I had to see him again. I found out where he hung out, and with whom, and started scheduling my day around making myself available to connect with him. I tried to be casual about it, but I think my friends could see I was becoming obsessed. “Did you hear Keith last night?” I’d ask anyone who would listen. I’d print transcripts of his tirades and re-read them just for the buzz.
They say addiction is characterized by compulsive behavior one cannot control, even when that behavior is creating disintegration in and negative consequences to the individual. I realized I had to deliver an intervention to myself. I was in an unhealthy relationship.
I had stopped listening to anyone but Keith. I acted like if a person weren’t delivering a 12 minute monologue they didn’t have anything important to say. When I took a step back from the opium den that was my TV room, I realized his confidence was not that simple. It started to seem arrogant. I told him I needed a break.
After a few weeks we reconnected, but the arrogance seemed worse. He didn’t listen to me at all, he just wanted to talk about himself. I asked him why he was never happy and always so angry, and he went off on me for over ten minutes. He accused me of disloyalty, wondering where I’d been. I told him I just needed “me” time, but he waved me off in disgust.
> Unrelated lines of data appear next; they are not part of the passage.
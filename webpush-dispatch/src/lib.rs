//! # Web Push dispatch
//!
//! Delivers `aes128gcm` push messages with VAPID authorization and maps the
//! push service's answer onto an actionable outcome.
//!
//! Built on top of `webpush-envelope` for encryption and token signing.
//!
//! ## Quick Start
//!
//! ```ignore
//! use webpush_dispatch::*;
//! use std::time::Duration;
//!
//! # tokio_test::block_on(async {
//! let config = PushConfig::from_env()?.with_key_rotation(Duration::from_secs(3600));
//! let mut dispatcher = Dispatcher::with_reqwest(&config)?;
//!
//! let subscription = Subscription::from_json(&stored_json)?;
//! let message = PushMessage::new(b"{\"title\":\"hi\"}".to_vec(), Duration::from_secs(60))
//!     .with_urgency(Urgency::High);
//!
//! match dispatcher.send(&subscription, &message).await {
//!     Ok(delivery) => println!("accepted with {}", delivery.status),
//!     Err(e) if e.should_delete_subscription() => forget(&subscription),
//!     Err(e) if e.is_retryable() => retry_later(&subscription),
//!     Err(e) => return Err(e.into()),
//! }
//!
//! dispatcher.shutdown().await;
//! # });
//! ```

pub mod config;
pub mod dispatcher;
pub mod error;
pub mod rotation;
pub mod status;
pub mod transport;
pub mod types;

// Re-export main types for convenience
pub use config::PushConfig;
pub use dispatcher::Dispatcher;
pub use error::{
    ConfigError, DispatchError, ParseUrgencyError, PushServiceError, RotationSpawnError,
    TransportError,
};
pub use rotation::{InMemoryErrorSink, RotationErrorSink, RotationTask, TracingErrorSink};
pub use status::{validate_status_code, StatusPolicy};
pub use transport::{DeliveryHeaders, ReqwestTransport, Transport};
pub use types::{Delivery, PushMessage, Subscription, SubscriptionKeys, Urgency};

// ---------------------------------------------------------------------------
// Tests
// ---------------------------------------------------------------------------

#[cfg(test)]
mod tests {
    use super::*;
    use async_trait::async_trait;
    use std::sync::{Arc, Mutex};
    use std::time::Duration;
    use webpush_envelope::wire;

    const VAPID_PUBLIC: &str =
        "BIRM67G3W1fva-ephDo220BbiaOOy-SBk2uzHsmlqMXp_OmkKxYW96cOK5EWnKdkLg2i7N4FYfuxIwm7JWThVSY";
    const VAPID_PRIVATE: &str = "QxfAyO5dMMrSvDT2_xHxW5aktYPWGE_hT42RKlHilpQ";
    const SUBJECT: &str = "mailto:ops@example.com";

    const ENDPOINT: &str = "https://push.example.com/wpush/abc";
    const P256DH: &str =
        "BCVxsr7N_eNgVRqvHtD0zTZsEc6-VV-JvLexhqUzORcxaOzi6-AYWXvTBHm4bjyPjs7Vd8pZGH6SRpkNtoIAiw4";
    const AUTH: &str = "BTBZMqHH6r4Tts7J_aSIgg";

    struct Call {
        endpoint: String,
        headers: DeliveryHeaders,
        body: Vec<u8>,
    }

    /// Answers every request with a fixed status and remembers it.
    struct RecordingTransport {
        status: u16,
        fail: bool,
        calls: Mutex<Vec<Call>>,
    }

    impl RecordingTransport {
        fn answering(status: u16) -> Arc<Self> {
            Arc::new(Self {
                status,
                fail: false,
                calls: Mutex::new(Vec::new()),
            })
        }

        fn failing() -> Arc<Self> {
            Arc::new(Self {
                status: 0,
                fail: true,
                calls: Mutex::new(Vec::new()),
            })
        }

        fn count(&self) -> usize {
            self.calls.lock().unwrap().len()
        }

        fn last_sender_key(&self) -> [u8; 65] {
            let calls = self.calls.lock().unwrap();
            let body = &calls.last().unwrap().body;
            *wire::decode_header(body).unwrap().sender_public_key
        }
    }

    #[async_trait]
    impl Transport for RecordingTransport {
        async fn deliver(
            &self,
            endpoint: &str,
            headers: &DeliveryHeaders,
            body: Vec<u8>,
        ) -> Result<u16, TransportError> {
            self.calls.lock().unwrap().push(Call {
                endpoint: endpoint.to_string(),
                headers: headers.clone(),
                body,
            });
            if self.fail {
                return Err(TransportError::new("connection reset"));
            }
            Ok(self.status)
        }
    }

    fn config() -> PushConfig {
        PushConfig::new(VAPID_PUBLIC, VAPID_PRIVATE, SUBJECT)
    }

    fn subscription() -> Subscription {
        Subscription::new(ENDPOINT, P256DH, AUTH)
    }

    fn message() -> PushMessage {
        PushMessage::new(b"hello".to_vec(), Duration::from_secs(60))
    }

    // -----------------------------------------------------------------------
    // Construction
    // -----------------------------------------------------------------------

    #[tokio::test]
    async fn test_bad_subject_fails_construction() {
        let config = PushConfig::new(VAPID_PUBLIC, VAPID_PRIVATE, "ops@example.com");
        let err = Dispatcher::new(&config, RecordingTransport::answering(201)).unwrap_err();
        assert!(matches!(
            err,
            ConfigError::Vapid(webpush_envelope::VapidError::InvalidSubject)
        ));
    }

    #[tokio::test]
    async fn test_bad_vapid_keys_fail_construction() {
        let config = PushConfig::new(VAPID_PRIVATE, VAPID_PUBLIC, SUBJECT);
        assert!(matches!(
            Dispatcher::new(&config, RecordingTransport::answering(201)),
            Err(ConfigError::Vapid(_))
        ));

        let config = PushConfig::new("", VAPID_PRIVATE, SUBJECT);
        assert!(matches!(
            Dispatcher::new(&config, RecordingTransport::answering(201)),
            Err(ConfigError::Missing(_))
        ));
    }

    // -----------------------------------------------------------------------
    // Send
    // -----------------------------------------------------------------------

    #[tokio::test]
    async fn test_send_success() {
        let transport = RecordingTransport::answering(201);
        let dispatcher = Dispatcher::new(&config(), transport.clone()).unwrap();

        let message = message().with_urgency(Urgency::High);
        let delivery = dispatcher.send(&subscription(), &message).await.unwrap();
        assert_eq!(delivery.status, 201);
        assert_eq!(delivery.record_len, 86 + 5 + 1 + 16);

        let calls = transport.calls.lock().unwrap();
        assert_eq!(calls.len(), 1);
        let call = &calls[0];
        assert_eq!(call.endpoint, ENDPOINT);
        assert_eq!(call.body.len(), delivery.record_len);
        assert_eq!(call.headers.urgency, Some(Urgency::High));
        assert_eq!(call.headers.ttl_secs(), 60);
        assert!(call.headers.authorization.starts_with("vapid t="));
        assert!(call
            .headers
            .authorization
            .ends_with(&format!(", k={}", VAPID_PUBLIC)));

        let header = wire::decode_header(&call.body).unwrap();
        assert_eq!(
            header.sender_public_key,
            &dispatcher.key_material().current_public_key()
        );
    }

    #[tokio::test]
    async fn test_urgency_omitted_when_unset() {
        let transport = RecordingTransport::answering(201);
        let dispatcher = Dispatcher::new(&config(), transport.clone()).unwrap();

        dispatcher.send(&subscription(), &message()).await.unwrap();
        assert_eq!(transport.calls.lock().unwrap()[0].headers.urgency, None);
    }

    #[tokio::test]
    async fn test_gone_maps_to_delete() {
        let dispatcher = Dispatcher::new(&config(), RecordingTransport::answering(410)).unwrap();

        let err = dispatcher.send(&subscription(), &message()).await.unwrap_err();
        assert_eq!(err.push_service(), Some(PushServiceError::Gone));
        assert!(err.should_delete_subscription());
        assert!(!err.is_retryable());
    }

    #[tokio::test]
    async fn test_rate_limit_is_retryable() {
        let dispatcher = Dispatcher::new(&config(), RecordingTransport::answering(429)).unwrap();

        let err = dispatcher.send(&subscription(), &message()).await.unwrap_err();
        assert_eq!(err.push_service(), Some(PushServiceError::TooManyRequests));
        assert!(err.is_retryable());
    }

    #[tokio::test]
    async fn test_unexpected_status() {
        let dispatcher = Dispatcher::new(&config(), RecordingTransport::answering(418)).unwrap();

        let err = dispatcher.send(&subscription(), &message()).await.unwrap_err();
        assert_eq!(
            err.push_service(),
            Some(PushServiceError::UnexpectedResponse(418))
        );
    }

    #[tokio::test]
    async fn test_status_check_disabled_returns_status() {
        let config = config().with_status_check(false);
        let dispatcher = Dispatcher::new(&config, RecordingTransport::answering(410)).unwrap();
        assert!(matches!(dispatcher.status_policy(), StatusPolicy::Disabled));

        let delivery = dispatcher.send(&subscription(), &message()).await.unwrap();
        assert_eq!(delivery.status, 410);
    }

    #[tokio::test]
    async fn test_custom_status_policy() {
        fn accept_gone(status: u16) -> Result<(), PushServiceError> {
            match status {
                410 => Ok(()),
                other => validate_status_code(other),
            }
        }

        let dispatcher = Dispatcher::new(&config(), RecordingTransport::answering(410))
            .unwrap()
            .with_status_policy(StatusPolicy::Custom(accept_gone));
        assert_eq!(
            dispatcher.send(&subscription(), &message()).await.unwrap().status,
            410
        );
    }

    #[tokio::test]
    async fn test_input_errors_never_reach_transport() {
        let transport = RecordingTransport::answering(201);
        let dispatcher = Dispatcher::new(&config(), transport.clone()).unwrap();

        let bad_key = Subscription::new(ENDPOINT, AUTH, AUTH);
        let err = dispatcher.send(&bad_key, &message()).await.unwrap_err();
        assert!(matches!(err, DispatchError::Encrypt(ref e) if e.is_input_error()));

        let too_long = PushMessage::new(vec![0u8; 3994], Duration::from_secs(60));
        let err = dispatcher.send(&subscription(), &too_long).await.unwrap_err();
        assert!(matches!(
            err,
            DispatchError::Encrypt(webpush_envelope::EncryptError::PlaintextTooLong { .. })
        ));

        let bad_endpoint = Subscription::new("not a url", P256DH, AUTH);
        let err = dispatcher.send(&bad_endpoint, &message()).await.unwrap_err();
        assert!(matches!(err, DispatchError::Vapid(_)));

        assert_eq!(transport.count(), 0);
    }

    #[tokio::test]
    async fn test_transport_error_carries_endpoint() {
        let transport = RecordingTransport::failing();
        let dispatcher = Dispatcher::new(&config(), transport.clone()).unwrap();

        let err = dispatcher.send(&subscription(), &message()).await.unwrap_err();
        match err {
            DispatchError::Transport { endpoint, source } => {
                assert_eq!(endpoint, ENDPOINT);
                assert_eq!(source.to_string(), "connection reset");
            }
            other => panic!("expected transport error, got {:?}", other),
        }
        assert_eq!(transport.count(), 1);
    }

    #[tokio::test]
    async fn test_every_send_is_fresh() {
        let transport = RecordingTransport::answering(201);
        let dispatcher = Dispatcher::new(&config(), transport.clone()).unwrap();

        let (sub, msg) = (subscription(), message());
        let (a, b) = tokio::join!(dispatcher.send(&sub, &msg), dispatcher.send(&sub, &msg));
        a.unwrap();
        b.unwrap();

        let calls = transport.calls.lock().unwrap();
        assert_eq!(calls.len(), 2);
        assert_ne!(calls[0].body, calls[1].body);
        assert_ne!(calls[0].body[..16], calls[1].body[..16]);
    }

    // -----------------------------------------------------------------------
    // Rotation
    // -----------------------------------------------------------------------

    #[tokio::test(start_paused = true)]
    async fn test_rotation_changes_sender_key() {
        let transport = RecordingTransport::answering(201);
        let sink = Arc::new(InMemoryErrorSink::new());
        let config = config().with_key_rotation(Duration::from_secs(3600));
        let mut dispatcher =
            Dispatcher::with_error_sink(&config, transport.clone(), sink.clone()).unwrap();

        dispatcher.send(&subscription(), &message()).await.unwrap();
        let before = transport.last_sender_key();

        tokio::time::sleep(Duration::from_secs(3601)).await;
        assert_eq!(dispatcher.key_material().generation(), 1);

        dispatcher.send(&subscription(), &message()).await.unwrap();
        let after = transport.last_sender_key();
        assert_ne!(before, after);

        dispatcher.shutdown().await;
        tokio::time::sleep(Duration::from_secs(7200)).await;
        assert_eq!(dispatcher.key_material().generation(), 1);
        assert!(sink.is_empty());
    }

    #[test]
    fn test_rotation_outside_runtime_is_config_error() {
        let config = config().with_key_rotation(Duration::from_secs(60));
        let err = Dispatcher::new(&config, RecordingTransport::answering(201)).unwrap_err();
        assert!(matches!(
            err,
            ConfigError::Rotation(RotationSpawnError::NoRuntime)
        ));

        // Without rotation no runtime is needed.
        assert!(Dispatcher::new(&self::config(), RecordingTransport::answering(201)).is_ok());
    }

    #[tokio::test]
    async fn test_no_rotation_by_default() {
        let mut dispatcher =
            Dispatcher::new(&config(), RecordingTransport::answering(201)).unwrap();
        assert!(!format!("{:?}", dispatcher).contains("rotating: true"));
        dispatcher.shutdown().await;
        assert_eq!(dispatcher.key_material().generation(), 0);
    }
}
I still think about him from time to time. Sometimes mutual friends will send me some of his work, but I can’t get very far. The man broke my heart, but I have only myself to blame. My advice? Never trust a man whose favorite sound is the sound of his own voice, even when that voice is a really, really nice one.
4 thoughts on “Why I Broke Up with Keith”
Spot on, though I never really got into him in the first place. Too pissed, too self righteous, too arrogant and dismissive and lacking of empathy. Also, WAY too many commercials. I find Maddow to be similar in many respects, just less in-your-face. The only guy I can really handle on any of the “news” channels is Chris Matthews- he may talk over people but his thoughts have nuance. Joe Scarborough is okay to me as well.
Jon, you are making me nostalgic for when I used to actually be able to watch television. Lurve that Joe Scarborough.
HA! I love this. I never bothered to listen to him until late last week when a friend posted one of his rants on Facebook. That rant–on the Ground Zero Mosque–was pretty good, I thought . . . though it seems that I’m viewing it in a vacuum. But to whatever end, I’m glad you got out safely.
Thanks for getting it! (I really was full-on infatuated with him and his style for a long time….then, I needed to find a strong silent type. Still looking. Too bad Walter Cronkite is gone now.)